Nawab Moin Nawaz Jung was the Minister for Finance and External Affairs of the Hyderabad State, under the Nizam Osman Ali Khan's reign.

==Family==
Moin Nawaz Jung was the brother-in-law of Mir Laik Ali, who served as the last Prime Minister of Hyderabad.

==Career==
Prior to the Partition of India, Moin Nawaz Jung was a member of the Nizam's Government. He continued in various positions until the Operation Polo and the accession of Hyderabad to India.
- In 1946, he was the Political Secretary and was appointed to head the negotiations for political reforms in the State, with the goal of finding a formula acceptable to both the Hindus of Hyderabad State Congress (Congress) and the Muslims of Ittehad-ul-Muslimeen (Ittehad). The reforms were eventually announced on 27 July 1946.
- In 1947, he was the minister for Police and Information. After the Standstill Agreement was negotiated by the Nizam's delegation with the Government of India, the leader of the Ittehad, Kasim Razvi, led a coup, blocking the delegation from the leaving the state. Subsequently, the Nizam repudiated the agreement and refused to sign it under pressure from Ittehad. Moin Nawaz Jung was among the minority of members in the Executive Council who opposed the standstill agreement.
- Following the coup, the Nizam sent a new delegation on 31 October 1947, in which Moin Nawaz Jung was included. Jung pleaded for the negotiations restart from the original proposal made by the state, which was "indignantly refused" by Delhi.
- On 28 November 1947, the Nizam appointed Mir Laik Ali as the new prime minister of the state. Laik Ali is said to have been inexperienced in administration as well as politics. Moin Nawaz Jung exerted considerable influence on him as well as the affairs of the state. Moin Nawaz Jung served as the minister for Finance and Externational Affairs in Laik Ali's cabinet.
- On 4 September 1948, with India's police action looming, the Nizam's government decided to send a delegation to the United Nations at Lake Success, headed by Moin Nawaz Jung, for settling the status of the Hyderabad State.

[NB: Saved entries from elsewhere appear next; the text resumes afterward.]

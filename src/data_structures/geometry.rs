//! Parametric primitives: sphere, plane and torus.
//!
//! Vertex order, UV layout and triangle winding follow the common web-3D
//! conventions (counter-clockwise front faces, v pointing up in UV space). UVs
//! are flipped to wgpu's top-left texture origin when the vertices are built.

use std::f32::consts::PI;

use cgmath::{InnerSpace, Vector2, Vector3};

use crate::data_structures::model::ModelVertex;

/// What a [`Geometry`] was generated from.
#[derive(Clone, Copy, Debug, PartialEq)]
pub enum GeometryKind {
    Sphere {
        radius: f32,
        width_segments: u32,
        height_segments: u32,
    },
    Plane {
        width: f32,
        height: f32,
        width_segments: u32,
        height_segments: u32,
    },
    Torus {
        radius: f32,
        tube: f32,
        radial_segments: u32,
        tubular_segments: u32,
    },
}

impl GeometryKind {
    pub fn build(self) -> Geometry {
        match self {
            GeometryKind::Sphere {
                radius,
                width_segments,
                height_segments,
            } => Geometry::sphere(radius, width_segments, height_segments),
            GeometryKind::Plane {
                width,
                height,
                width_segments,
                height_segments,
            } => Geometry::plane(width, height, width_segments, height_segments),
            GeometryKind::Torus {
                radius,
                tube,
                radial_segments,
                tubular_segments,
            } => Geometry::torus(radius, tube, radial_segments, tubular_segments),
        }
    }
}

/// CPU-side triangle list ready to be uploaded as a [`Mesh`](super::model::Mesh).
#[derive(Clone, Debug)]
pub struct Geometry {
    pub kind: GeometryKind,
    pub vertices: Vec<ModelVertex>,
    pub indices: Vec<u32>,
}

fn vertex(position: Vector3<f32>, normal: Vector3<f32>, u: f32, v: f32) -> ModelVertex {
    ModelVertex {
        position: position.into(),
        tex_coords: [u, 1.0 - v],
        normal: normal.into(),
        // We'll calculate these later
        tangent: [0.0; 3],
        bitangent: [0.0; 3],
    }
}

impl Geometry {
    pub fn sphere(radius: f32, width_segments: u32, height_segments: u32) -> Self {
        let width_segments = width_segments.max(3);
        let height_segments = height_segments.max(2);
        let mut vertices = Vec::new();
        let mut grid = Vec::new();

        for iy in 0..=height_segments {
            let v = iy as f32 / height_segments as f32;
            // Pole vertices sit half a segment off so the pole triangles get a
            // centred texture coordinate.
            let u_offset = if iy == 0 {
                0.5 / width_segments as f32
            } else if iy == height_segments {
                -0.5 / width_segments as f32
            } else {
                0.0
            };
            let mut row = Vec::new();
            for ix in 0..=width_segments {
                let u = ix as f32 / width_segments as f32;
                let (phi, theta) = (u * 2.0 * PI, v * PI);
                let position = Vector3::new(
                    -radius * phi.cos() * theta.sin(),
                    radius * theta.cos(),
                    radius * phi.sin() * theta.sin(),
                );
                let normal = if position.magnitude2() > 0.0 {
                    position.normalize()
                } else {
                    Vector3::unit_y()
                };
                row.push(vertices.len() as u32);
                vertices.push(vertex(position, normal, u + u_offset, 1.0 - v));
            }
            grid.push(row);
        }

        let mut indices = Vec::new();
        for iy in 0..height_segments as usize {
            for ix in 0..width_segments as usize {
                let a = grid[iy][ix + 1];
                let b = grid[iy][ix];
                let c = grid[iy + 1][ix];
                let d = grid[iy + 1][ix + 1];
                if iy != 0 {
                    indices.extend_from_slice(&[a, b, d]);
                }
                if iy != height_segments as usize - 1 {
                    indices.extend_from_slice(&[b, c, d]);
                }
            }
        }

        Self::with_tangents(
            GeometryKind::Sphere {
                radius,
                width_segments,
                height_segments,
            },
            vertices,
            indices,
        )
    }

    /// A plane in the xy-plane facing +z, centred on the origin.
    pub fn plane(width: f32, height: f32, width_segments: u32, height_segments: u32) -> Self {
        let grid_x = width_segments.max(1);
        let grid_y = height_segments.max(1);
        let segment_width = width / grid_x as f32;
        let segment_height = height / grid_y as f32;
        let normal = Vector3::unit_z();

        let mut vertices = Vec::with_capacity(((grid_x + 1) * (grid_y + 1)) as usize);
        for iy in 0..=grid_y {
            let y = iy as f32 * segment_height - height / 2.0;
            for ix in 0..=grid_x {
                let x = ix as f32 * segment_width - width / 2.0;
                vertices.push(vertex(
                    Vector3::new(x, -y, 0.0),
                    normal,
                    ix as f32 / grid_x as f32,
                    1.0 - iy as f32 / grid_y as f32,
                ));
            }
        }

        let row = grid_x + 1;
        let mut indices = Vec::with_capacity((grid_x * grid_y * 6) as usize);
        for iy in 0..grid_y {
            for ix in 0..grid_x {
                let a = ix + row * iy;
                let b = ix + row * (iy + 1);
                let c = (ix + 1) + row * (iy + 1);
                let d = (ix + 1) + row * iy;
                indices.extend_from_slice(&[a, b, d, b, c, d]);
            }
        }

        Self::with_tangents(
            GeometryKind::Plane {
                width,
                height,
                width_segments: grid_x,
                height_segments: grid_y,
            },
            vertices,
            indices,
        )
    }

    /// A torus around the z axis.
    pub fn torus(radius: f32, tube: f32, radial_segments: u32, tubular_segments: u32) -> Self {
        let radial_segments = radial_segments.max(3);
        let tubular_segments = tubular_segments.max(3);

        let mut vertices = Vec::new();
        for j in 0..=radial_segments {
            for i in 0..=tubular_segments {
                let u = i as f32 / tubular_segments as f32 * 2.0 * PI;
                let v = j as f32 / radial_segments as f32 * 2.0 * PI;
                let position = Vector3::new(
                    (radius + tube * v.cos()) * u.cos(),
                    (radius + tube * v.cos()) * u.sin(),
                    tube * v.sin(),
                );
                let center = Vector3::new(radius * u.cos(), radius * u.sin(), 0.0);
                let normal = (position - center).normalize();
                vertices.push(vertex(
                    position,
                    normal,
                    i as f32 / tubular_segments as f32,
                    j as f32 / radial_segments as f32,
                ));
            }
        }

        let row = tubular_segments + 1;
        let mut indices = Vec::new();
        for j in 1..=radial_segments {
            for i in 1..=tubular_segments {
                let a = row * j + i - 1;
                let b = row * (j - 1) + i - 1;
                let c = row * (j - 1) + i;
                let d = row * j + i;
                indices.extend_from_slice(&[a, b, d, b, c, d]);
            }
        }

        Self::with_tangents(
            GeometryKind::Torus {
                radius,
                tube,
                radial_segments,
                tubular_segments,
            },
            vertices,
            indices,
        )
    }

    fn with_tangents(kind: GeometryKind, mut vertices: Vec<ModelVertex>, indices: Vec<u32>) -> Self {
        compute_tangents(&mut vertices, &indices);
        Self {
            kind,
            vertices,
            indices,
        }
    }

    pub fn triangle_count(&self) -> usize {
        self.indices.len() / 3
    }
}

/// Generated primitives don't come with tangents and bitangents so they have to be
/// calculated for normal maps to work correctly.
///
/// Triangles with a degenerate UV mapping (the sphere poles) contribute nothing;
/// vertices that only touch such triangles get a tangent frame built from their normal.
pub fn compute_tangents(vertices: &mut [ModelVertex], indices: &[u32]) {
    let mut triangles_included = vec![0u32; vertices.len()];

    for c in indices.chunks_exact(3) {
        let v0 = vertices[c[0] as usize];
        let v1 = vertices[c[1] as usize];
        let v2 = vertices[c[2] as usize];

        let pos0: Vector3<f32> = v0.position.into();
        let pos1: Vector3<f32> = v1.position.into();
        let pos2: Vector3<f32> = v2.position.into();

        let uv0: Vector2<f32> = v0.tex_coords.into();
        let uv1: Vector2<f32> = v1.tex_coords.into();
        let uv2: Vector2<f32> = v2.tex_coords.into();

        // Calculate the edges of the triangle
        let delta_pos1 = pos1 - pos0;
        let delta_pos2 = pos2 - pos0;
        let delta_uv1 = uv1 - uv0;
        let delta_uv2 = uv2 - uv0;

        // Solving the following system of equations gives tangent and bitangent:
        //     delta_pos1 = delta_uv1.x * T + delta_uv1.y * B
        //     delta_pos2 = delta_uv2.x * T + delta_uv2.y * B
        let det = delta_uv1.x * delta_uv2.y - delta_uv1.y * delta_uv2.x;
        if det.abs() <= f32::EPSILON {
            continue;
        }
        let r = 1.0 / det;
        let tangent = (delta_pos1 * delta_uv2.y - delta_pos2 * delta_uv1.y) * r;
        // We flip the bitangent to enable right-handed normal
        // maps with wgpu texture coordinate system
        let bitangent = (delta_pos2 * delta_uv1.x - delta_pos1 * delta_uv2.x) * -r;

        for &idx in c {
            let v = &mut vertices[idx as usize];
            v.tangent = (tangent + Vector3::from(v.tangent)).into();
            v.bitangent = (bitangent + Vector3::from(v.bitangent)).into();
            triangles_included[idx as usize] += 1;
        }
    }

    // Average the tangents/bitangents
    for (v, n) in vertices.iter_mut().zip(triangles_included) {
        if n == 0 {
            let normal = Vector3::from(v.normal);
            let helper = if normal.x.abs() < 0.9 {
                Vector3::unit_x()
            } else {
                Vector3::unit_y()
            };
            let tangent = helper.cross(normal).normalize();
            v.tangent = tangent.into();
            v.bitangent = normal.cross(tangent).into();
            continue;
        }
        let denom = 1.0 / n as f32;
        v.tangent = (Vector3::from(v.tangent) * denom).into();
        v.bitangent = (Vector3::from(v.bitangent) * denom).into();
    }
}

The Banknotes of Hyderabad had his signature during 1947-48. The Nizam had entrusted to him the £1million transfer to the UK Bank was his finance minister Moin Nawaz Jung.

==Bibliography==
- Benichou, Lucien D. (2000). "From Autocracy to Integration: Political Developments in Hyderabad State, 1938-1948"
- Raghavan, Srinath (2010). "War and Peace in Modern India"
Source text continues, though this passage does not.